__Exercise requirements__: Nothing but an exact copy of the data should be given.

__Information shown__:
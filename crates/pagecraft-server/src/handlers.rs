//! Request handlers for `/config` and `/healthz`.

use crate::error::ApiError;
use crate::state::AppState;
use axum::Json;
use axum::body::Bytes;
use axum::extract::{Query, State};
use axum::http::{HeaderMap, HeaderValue, header};
use axum::response::IntoResponse;
use log::debug;
use pagecraft_core::ServiceError;
use pagecraft_protocol::{SetConfigRequest, SetConfigResponse};
use serde::Deserialize;
use serde_json::{Value, json};

#[derive(Debug, Default, Deserialize)]
pub struct ConfigQuery {
    pub key: Option<String>,
}

/// `GET /config[?key=...]`
pub async fn get_config(
    State(state): State<AppState>,
    Query(query): Query<ConfigQuery>,
) -> impl IntoResponse {
    let body = state.service.get(query.key.as_deref()).await;
    (
        [
            (
                header::CACHE_CONTROL,
                HeaderValue::from_static("no-cache, no-store, must-revalidate"),
            ),
            (header::PRAGMA, HeaderValue::from_static("no-cache")),
        ],
        Json(body),
    )
}

/// `POST /config` with `{ key, value }`; requires the admin cookie.
///
/// The credential is verified before the body is validated.
pub async fn set_config(
    State(state): State<AppState>,
    headers: HeaderMap,
    body: Bytes,
) -> Result<Json<SetConfigResponse>, ApiError> {
    let credential = admin_cookie(&headers, &state.cookie_name);
    state.service.authorize(credential.as_deref())?;
    let request = serde_json::from_slice::<SetConfigRequest>(&body)
        .map_err(|err| ServiceError::Validation(format!("invalid request body: {err}")))?;
    state.service.set(credential.as_deref(), request).await?;
    Ok(Json(SetConfigResponse { success: true }))
}

/// `GET /healthz`
pub async fn health() -> Json<Value> {
    Json(json!({ "status": "ok" }))
}

/// Value of the named cookie from the request's `Cookie` headers.
pub(crate) fn admin_cookie(headers: &HeaderMap, name: &str) -> Option<String> {
    let cookie = headers
        .get_all(header::COOKIE)
        .iter()
        .filter_map(|value| value.to_str().ok())
        .flat_map(|value| value.split(';'))
        .filter_map(|pair| pair.trim().split_once('='))
        .find(|(key, _)| *key == name)
        .map(|(_, value)| value.trim_matches('"').to_string());
    if cookie.is_none() {
        debug!("no admin cookie on request (cookie={name})");
    }
    cookie
}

__Reply__:
filename crates/pagecraft-server/src/handlers.rs
//! Request handlers for `/config` and `/healthz`.

use crate::error::ApiError;
use crate::state::AppState;
use axum::Json;
use axum::body::Bytes;
use axum::extract::{Query, State};
use axum::http::{HeaderMap, HeaderValue, header};
use axum::response::IntoResponse;
use log::debug;
use pagecraft_core::ServiceError;
use pagecraft_protocol::{SetConfigRequest, SetConfigResponse};
use serde::Deserialize;
use serde_json::{Value, json};

#[derive(Debug, Default, Deserialize)]
pub struct ConfigQuery {
    pub key: Option<String>,
}

/// `GET /config[?key=...]`
pub async fn get_config(
    State(state): State<AppState>,
    Query(query): Query<ConfigQuery>,
) -> impl IntoResponse {
    let body = state.service.get(query.key.as_deref()).await;
    (
        [
            (
                header::CACHE_CONTROL,
                HeaderValue::from_static("no-cache, no-store, must-revalidate"),
            ),
            (header::PRAGMA, HeaderValue::from_static("no-cache")),
        ],
        Json(body),
    )
}

/// `POST /config` with `{ key, value }`; requires the admin cookie.
///
/// The credential is verified before the body is validated.
pub async fn set_config(
    State(state): State<AppState>,
    headers: HeaderMap,
    body: Bytes,
) -> Result<Json<SetConfigResponse>, ApiError> {
    let credential = admin_cookie(&headers, &state.cookie_name);
    state.service.authorize(credential.as_deref())?;
    let request = serde_json::from_slice::<SetConfigRequest>(&body)
        .map_err(|err| ServiceError::Validation(format!("invalid request body: {err}")))?;
    state.service.set(credential.as_deref(), request).await?;
    Ok(Json(SetConfigResponse { success: true }))
}

/// `GET /healthz`
pub async fn health() -> Json<Value> {
    Json(json!({ "status": "ok" }))
}

/// Value of the named cookie from the request's `Cookie` headers.
pub(crate) fn admin_cookie(headers: &HeaderMap, name: &str) -> Option<String> {
    let cookie = headers
        .get_all(header::COOKIE)
        .iter()
        .filter_map(|value| value.to_str().ok())
        .flat_map(|value| value.split(';'))
        .filter_map(|pair| pair.trim().split_once('='))
        .find(|(key, _)| *key == name)
        .map(|(_, value)| value.trim_matches('"').to_string());
    if cookie.is_none() {
        debug!("no admin cookie on request (cookie={name})");
    }
    cookie
}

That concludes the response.